Now we introduce the conformal mapping to the half-period window $D_{half}$ in the $z$-plane from $D_\zeta ^{-+}$, which is defined by the upper left unit quarter-disc outside an inner small circle $C_1$ in the complex $\zeta$-plane. This map is defined by

(6.10)\begin{equation} z = {\mathcal{Z}}(\zeta) \equiv-\frac{1+c}{\rm \pi}\log \left(\frac{\omega(\zeta,\theta_1(\infty))}{\omega(\zeta,\theta_2(\infty))}\right) + (1+c){\rm i}, \end{equation}

where

(6.11a,b)\begin{equation} \theta_1(\zeta) \equiv \delta + \frac{q^2}{1-\overline{\delta}\zeta},\quad \theta_2(\zeta)\equiv-\delta + \frac{q^2}{1+\overline{\delta}\zeta}. \end{equation}

The function ${\mathcal {Z}}(\zeta )$ maps the negative real axis to $\{(x,y)\,|\,x=0,\ 0\leq y \leq 1\}$, the upper left circle $C_0^{-+}$ to the gap $\{(x,y)\,|\,x=0,\ 1\leq y \leq 1+c\}$, and the left-hand side of the inner circle $C_1^-$ to $\{(x,y)\,|\,x=\epsilon /2,\ 0\leq y \leq 1+c\}$, respectively.
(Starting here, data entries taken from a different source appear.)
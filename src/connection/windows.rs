//! Windows socket-table enumeration via `iphlpapi.dll`.
//!
//! Uses `GetExtendedTcpTable` / `GetExtendedUdpTable` with the two-phase
//! "query size with a null buffer, then query again with an allocated
//! buffer" pattern. Unlike a bare `(protocol, port) -> pid` lookup, the full
//! row (remote endpoint, state) is kept here to build a `ConnectionEntry`.

use super::{ConnProtocol, ConnState, RawSocketRow};

const AF_INET: u32 = 2;
const AF_INET6: u32 = 23;
const TCP_TABLE_OWNER_PID_ALL: u32 = 5;
const UDP_TABLE_OWNER_PID: u32 = 1;
const NO_ERROR: u32 = 0;
const ERROR_INSUFFICIENT_BUFFER: u32 = 122;

// TCP state values as returned by MIB_TCP_STATE (winipmsp.h).
const MIB_TCP_STATE_ESTAB: u32 = 5;
const MIB_TCP_STATE_LISTEN: u32 = 2;
const MIB_TCP_STATE_CLOSE_WAIT: u32 = 8;
const MIB_TCP_STATE_FIN_WAIT1: u32 = 6;
const MIB_TCP_STATE_FIN_WAIT2: u32 = 7;
const MIB_TCP_STATE_CLOSING: u32 = 9;
const MIB_TCP_STATE_LAST_ACK: u32 = 10;

#[repr(C)]
struct MibTcpRowOwnerPid {
    state: u32,
    local_addr: u32,
    local_port: u32,
    remote_addr: u32,
    remote_port: u32,
    owning_pid: u32,
}

#[repr(C)]
struct MibUdpRowOwnerPid {
    local_addr: u32,
    local_port: u32,
    owning_pid: u32,
}

#[repr(C)]
struct MibTcp6RowOwnerPid {
    local_addr: [u8; 16],
    local_scope_id: u32,
    local_port: u32,
    remote_addr: [u8; 16],
    remote_scope_id: u32,
    remote_port: u32,
    state: u32,
    owning_pid: u32,
}

#[repr(C)]
struct MibUdp6RowOwnerPid {
    local_addr: [u8; 16],
    local_scope_id: u32,
    local_port: u32,
    owning_pid: u32,
}

#[link(name = "iphlpapi")]
extern "system" {
    fn GetExtendedTcpTable(
        pTcpTable: *mut u8,
        pdwSize: *mut u32,
        bOrder: i32,
        ulAf: u32,
        TableClass: u32,
        Reserved: u32,
    ) -> u32;

    fn GetExtendedUdpTable(
        pUdpTable: *mut u8,
        pdwSize: *mut u32,
        bOrder: i32,
        ulAf: u32,
        TableClass: u32,
        Reserved: u32,
    ) -> u32;
}

fn tcp_state_to_conn_state(state: u32) -> ConnState {
    match state {
        MIB_TCP_STATE_ESTAB => ConnState::Established,
        MIB_TCP_STATE_LISTEN => ConnState::Listening,
        MIB_TCP_STATE_CLOSE_WAIT => ConnState::CloseWait,
        MIB_TCP_STATE_FIN_WAIT1 => ConnState::FinWait1,
        MIB_TCP_STATE_FIN_WAIT2 => ConnState::FinWait2,
        MIB_TCP_STATE_CLOSING => ConnState::Closing,
        MIB_TCP_STATE_LAST_ACK => ConnState::LastAck,
        _ => ConnState::Other,
    }
}

fn ipv4_to_string(addr_ne: u32) -> String {
    let bytes = addr_ne.to_ne_bytes();
    format!("{}.{}.{}.{}", bytes[0], bytes[1], bytes[2], bytes[3])
}

fn ipv6_to_string(addr: [u8; 16]) -> String {
    std::net::Ipv6Addr::from(addr).to_string()
}

pub(super) fn enumerate() -> Vec<RawSocketRow> {
    let mut rows = Vec::new();
    scan_tcp_table(&mut rows);
    scan_udp_table(&mut rows);
    scan_tcp6_table(&mut rows);
    scan_udp6_table(&mut rows);
    rows
}

fn scan_tcp_table(rows: &mut Vec<RawSocketRow>) {
    let mut size: u32 = 0;
    let ret = unsafe {
        GetExtendedTcpTable(std::ptr::null_mut(), &mut size, 0, AF_INET, TCP_TABLE_OWNER_PID_ALL, 0)
    };
    if ret != ERROR_INSUFFICIENT_BUFFER {
        return;
    }

    let mut buf = vec![0u8; size as usize];
    let ret = unsafe {
        GetExtendedTcpTable(buf.as_mut_ptr(), &mut size, 0, AF_INET, TCP_TABLE_OWNER_PID_ALL, 0)
    };
    if ret != NO_ERROR {
        tracing::warn!("GetExtendedTcpTable failed with code {ret}");
        return;
    }

    if buf.len() < 4 {
        return;
    }
    let num_entries = u32::from_ne_bytes(buf[0..4].try_into().unwrap()) as usize;
    let row_size = std::mem::size_of::<MibTcpRowOwnerPid>();

    for i in 0..num_entries {
        let offset = 4 + i * row_size;
        if offset + row_size > buf.len() {
            break;
        }
        let row = unsafe { &*(buf.as_ptr().add(offset) as *const MibTcpRowOwnerPid) };
        let local_port = u16::from_be(row.local_port as u16);
        let remote_port = u16::from_be(row.remote_port as u16);
        if local_port == 0 || row.owning_pid == 0 {
            continue;
        }
        rows.push(RawSocketRow {
            protocol: ConnProtocol::Tcp4,
            local_addr: ipv4_to_string(row.local_addr),
            local_port,
            remote_addr: Some(ipv4_to_string(row.remote_addr)),
            remote_port: Some(remote_port),
            state: tcp_state_to_conn_state(row.state),
            pid: Some(row.owning_pid),
        });
    }
}

fn scan_udp_table(rows: &mut Vec<RawSocketRow>) {
    let mut size: u32 = 0;
    let ret = unsafe {
        GetExtendedUdpTable(std::ptr::null_mut(), &mut size, 0, AF_INET, UDP_TABLE_OWNER_PID, 0)
    };
    if ret != ERROR_INSUFFICIENT_BUFFER {
        return;
    }

    let mut buf = vec![0u8; size as usize];
    let ret = unsafe {
        GetExtendedUdpTable(buf.as_mut_ptr(), &mut size, 0, AF_INET, UDP_TABLE_OWNER_PID, 0)
    };
    if ret != NO_ERROR {
        tracing::warn!("GetExtendedUdpTable failed with code {ret}");
        return;
    }

    if buf.len() < 4 {
        return;
    }
    let num_entries = u32::from_ne_bytes(buf[0..4].try_into().unwrap()) as usize;
    let row_size = std::mem::size_of::<MibUdpRowOwnerPid>();

    for i in 0..num_entries {
        let offset = 4 + i * row_size;
        if offset + row_size > buf.len() {
            break;
        }
        let row = unsafe { &*(buf.as_ptr().add(offset) as *const MibUdpRowOwnerPid) };
        let local_port = u16::from_be(row.local_port as u16);
        if local_port == 0 || row.owning_pid == 0 {
            continue;
        }
        rows.push(RawSocketRow {
            protocol: ConnProtocol::Udp4,
            local_addr: ipv4_to_string(row.local_addr),
            local_port,
            remote_addr: None,
            remote_port: None,
            state: ConnState::Other,
            pid: Some(row.owning_pid),
        });
    }
}

fn scan_tcp6_table(rows: &mut Vec<RawSocketRow>) {
    let mut size: u32 = 0;
    let ret = unsafe {
        GetExtendedTcpTable(std::ptr::null_mut(), &mut size, 0, AF_INET6, TCP_TABLE_OWNER_PID_ALL, 0)
    };
    if ret != ERROR_INSUFFICIENT_BUFFER {
        return;
    }

    let mut buf = vec![0u8; size as usize];
    let ret = unsafe {
        GetExtendedTcpTable(buf.as_mut_ptr(), &mut size, 0, AF_INET6, TCP_TABLE_OWNER_PID_ALL, 0)
    };
    if ret != NO_ERROR {
        tracing::warn!("GetExtendedTcpTable(AF_INET6) failed with code {ret}");
        return;
    }

    if buf.len() < 4 {
        return;
    }
    let num_entries = u32::from_ne_bytes(buf[0..4].try_into().unwrap()) as usize;
    let row_size = std::mem::size_of::<MibTcp6RowOwnerPid>();

    for i in 0..num_entries {
        let offset = 4 + i * row_size;
        if offset + row_size > buf.len() {
            break;
        }
        let row = unsafe { &*(buf.as_ptr().add(offset) as *const MibTcp6RowOwnerPid) };
        let local_port = u16::from_be(row.local_port as u16);
        let remote_port = u16::from_be(row.remote_port as u16);
        if local_port == 0 || row.owning_pid == 0 {
            continue;
        }
        rows.push(RawSocketRow {
            protocol: ConnProtocol::Tcp6,
            local_addr: ipv6_to_string(row.local_addr),
            local_port,
            remote_addr: Some(ipv6_to_string(row.remote_addr)),
            remote_port: Some(remote_port),
            state: tcp_state_to_conn_state(row.state),
            pid: Some(row.owning_pid),
        });
    }
}

fn scan_udp6_table(rows: &mut Vec<RawSocketRow>) {
    let mut size: u32 = 0;
    let ret = unsafe {
        GetExtendedUdpTable(std::ptr::null_mut(), &mut size, 0, AF_INET6, UDP_TABLE_OWNER_PID, 0)
    };
    if ret != ERROR_INSUFFICIENT_BUFFER {
        return;
    }

    let mut buf = vec![0u8; size as usize];
    let ret = unsafe {
        GetExtendedUdpTable(buf.as_mut_ptr(), &mut size, 0, AF_INET6, UDP_TABLE_OWNER_PID, 0)
    };
    if ret != NO_ERROR {
        tracing::warn!("GetExtendedUdpTable(AF_INET6) failed with code {ret}");
        return;
    }

    if buf.len() < 4 {
        return;
    }
    let num_entries = u32::from_ne_bytes(buf[0..4].try_into().unwrap()) as usize;
    let row_size = std::mem::size_of::<MibUdp6RowOwnerPid>();

    for i in 0..num_entries {
        let offset = 4 + i * row_size;
        if offset + row_size > buf.len() {
            break;
        }
        let row = unsafe { &*(buf.as_ptr().add(offset) as *const MibUdp6RowOwnerPid) };
        let local_port = u16::from_be(row.local_port as u16);
        if local_port == 0 || row.owning_pid == 0 {
            continue;
        }
        rows.push(RawSocketRow {
            protocol: ConnProtocol::Udp6,
            local_addr: ipv6_to_string(row.local_addr),
            local_port,
            remote_addr: None,
            remote_port: None,
            state: ConnState::Other,
            pid: Some(row.owning_pid),
        });
    }
}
The map is visualized in figure 10(b). The same map was used to solve flows through a channel involving superhydrophobic surfaces with invaded grooves (Miyoshi et al. Reference Miyoshi, Rodriguez-Broadbent, Curran and Crowdy2022).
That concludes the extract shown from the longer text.